## TO DO
The following listing has lines to check for the word "RwLock"; give only the number of lines that contain it.
Segment Open
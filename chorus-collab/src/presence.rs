//! Connection and presence tracking for document sessions.
//!
//! Three indexes describe who is connected where:
//!
//! ```text
//! connection_id ──► document_id          (routing submits & signals)
//! document_id   ──► {connection_id, …}   (broadcast targets, sweeping)
//! connection_id ──► ConnectionEntry      (presence metadata)
//! ```
//!
//! All three live under one `RwLock` and mutate in a single write section,
//! so a connection can never appear in one index but not another — the race
//! that otherwise shows up between a presence update and disconnect
//! cleanup. Presence state is ephemeral: entries are created on join,
//! destroyed on leave, and never persisted across reconnects (the color and
//! typing flag are regenerated).

use serde::{Deserialize, Serialize};
use std::collections::{HashMap, HashSet};
use std::time::SystemTime;
use tokio::sync::RwLock;
use uuid::Uuid;

/// RGBA color assigned to a collaborator's cursor and selection.
#[derive(Debug, Clone, Copy, PartialEq, Serialize, Deserialize)]
pub struct PresenceColor {
    pub r: f32,
    pub g: f32,
    pub b: f32,
    pub a: f32,
}

impl PresenceColor {
    /// Generate a stable, visually distinct color from a user UUID.
    ///
    /// Uses HSL with high saturation; the hue comes from the UUID hash so
    /// the same user gets the same color on every replica.
    pub fn from_uuid(id: Uuid) -> Self {
        let hash = id.as_u128();
        let hue = ((hash % 360) as f32) / 360.0;
        let (r, g, b) = hsl_to_rgb(hue, 0.7, 0.6);
        Self { r, g, b, a: 1.0 }
    }

    /// Convert to [f32; 4] array for rendering.
    pub fn to_array(&self) -> [f32; 4] {
        [self.r, self.g, self.b, self.a]
    }
}

/// HSL to RGB conversion helper.
fn hsl_to_rgb(h: f32, s: f32, l: f32) -> (f32, f32, f32) {
    if s == 0.0 {
        return (l, l, l);
    }

    let q = if l < 0.5 { l * (1.0 + s) } else { l + s - l * s };
    let p = 2.0 * l - q;

    (
        hue_to_rgb(p, q, h + 1.0 / 3.0),
        hue_to_rgb(p, q, h),
        hue_to_rgb(p, q, h - 1.0 / 3.0),
    )
}

fn hue_to_rgb(p: f32, q: f32, mut t: f32) -> f32 {
    if t < 0.0 {
        t += 1.0;
    }
    if t > 1.0 {
        t -= 1.0;
    }
    if t < 1.0 / 6.0 {
        return p + (q - p) * 6.0 * t;
    }
    if t < 1.0 / 2.0 {
        return q;
    }
    if t < 2.0 / 3.0 {
        return p + (q - p) * (2.0 / 3.0 - t) * 6.0;
    }
    p
}

/// Presence metadata for one connection in one document session.
#[derive(Debug, Clone, PartialEq)]
pub struct ConnectionEntry {
    pub connection_id: Uuid,
    pub document_id: Uuid,
    pub user_id: Uuid,
    pub display_name: String,
    pub color: PresenceColor,
    /// Milliseconds since epoch.
    pub joined_at: u64,
    /// Ephemeral typing flag, flipped by presence signals.
    pub is_typing: bool,
}

/// Indexes guarded together — see module docs.
#[derive(Default)]
struct Indexes {
    connection_document: HashMap<Uuid, Uuid>,
    document_connections: HashMap<Uuid, HashSet<Uuid>>,
    entries: HashMap<Uuid, ConnectionEntry>,
}

/// Bidirectional connection/document/presence index.
pub struct PresenceTracker {
    inner: RwLock<Indexes>,
}

impl PresenceTracker {
    pub fn new() -> Self {
        Self {
            inner: RwLock::new(Indexes::default()),
        }
    }

    /// Register a connection in a document session.
    ///
    /// All three indexes update under one write lock. Returns the created
    /// entry (with the server-assigned color) for the join reply.
    pub async fn track(
        &self,
        connection_id: Uuid,
        document_id: Uuid,
        user_id: Uuid,
        display_name: impl Into<String>,
    ) -> ConnectionEntry {
        let entry = ConnectionEntry {
            connection_id,
            document_id,
            user_id,
            display_name: display_name.into(),
            color: PresenceColor::from_uuid(user_id),
            joined_at: SystemTime::now()
                .duration_since(SystemTime::UNIX_EPOCH)
                .unwrap_or_default()
                .as_millis() as u64,
            is_typing: false,
        };

        let mut inner = self.inner.write().await;
        inner.connection_document.insert(connection_id, document_id);
        inner
            .document_connections
            .entry(document_id)
            .or_default()
            .insert(connection_id);
        inner.entries.insert(connection_id, entry.clone());
        entry
    }

    /// Remove a connection from all three indexes.
    ///
    /// When the connection's document has no remaining connections, the
    /// document leaves the active set. Returns the removed entry so the
    /// caller can broadcast the departure.
    pub async fn remove(&self, connection_id: Uuid) -> Option<ConnectionEntry> {
        let mut inner = self.inner.write().await;
        let document_id = inner.connection_document.remove(&connection_id)?;

        if let Some(connections) = inner.document_connections.get_mut(&document_id) {
            connections.remove(&connection_id);
            if connections.is_empty() {
                inner.document_connections.remove(&document_id);
            }
        }

        inner.entries.remove(&connection_id)
    }

    /// Connection IDs currently joined to a document.
    pub async fn connections_for_document(&self, document_id: Uuid) -> Vec<Uuid> {
        let inner = self.inner.read().await;
        inner
            .document_connections
            .get(&document_id)
            .map(|set| set.iter().copied().collect())
            .unwrap_or_default()
    }

    /// Presence metadata for a connection.
    pub async fn user_info(&self, connection_id: Uuid) -> Option<ConnectionEntry> {
        let inner = self.inner.read().await;
        inner.entries.get(&connection_id).cloned()
    }

    /// Documents with at least one live connection.
    pub async fn active_documents(&self) -> Vec<Uuid> {
        let inner = self.inner.read().await;
        inner.document_connections.keys().copied().collect()
    }

    /// Whether any connection is joined to the document.
    pub async fn has_document(&self, document_id: Uuid) -> bool {
        let inner = self.inner.read().await;
        inner.document_connections.contains_key(&document_id)
    }

    /// Full presence list for a document, for join replies.
    pub async fn participants(&self, document_id: Uuid) -> Vec<ConnectionEntry> {
        let inner = self.inner.read().await;
        let Some(connections) = inner.document_connections.get(&document_id) else {
            return Vec::new();
        };
        connections
            .iter()
            .filter_map(|id| inner.entries.get(id))
            .cloned()
            .collect()
    }

    /// Flip a connection's ephemeral typing flag. Returns `false` for an
    /// unknown connection (already disconnected — callers treat this as a
    /// stale signal, not an error).
    pub async fn set_typing(&self, connection_id: Uuid, is_typing: bool) -> bool {
        let mut inner = self.inner.write().await;
        match inner.entries.get_mut(&connection_id) {
            Some(entry) => {
                entry.is_typing = is_typing;
                true
            }
            None => false,
        }
    }

    /// Total live connections across all documents.
    pub async fn connection_count(&self) -> usize {
        self.inner.read().await.entries.len()
    }
}

impl Default for PresenceTracker {
    fn default() -> Self {
        Self::new()
    }
}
Segment Closed
## RESPONSE TO THIS EXERCISE
4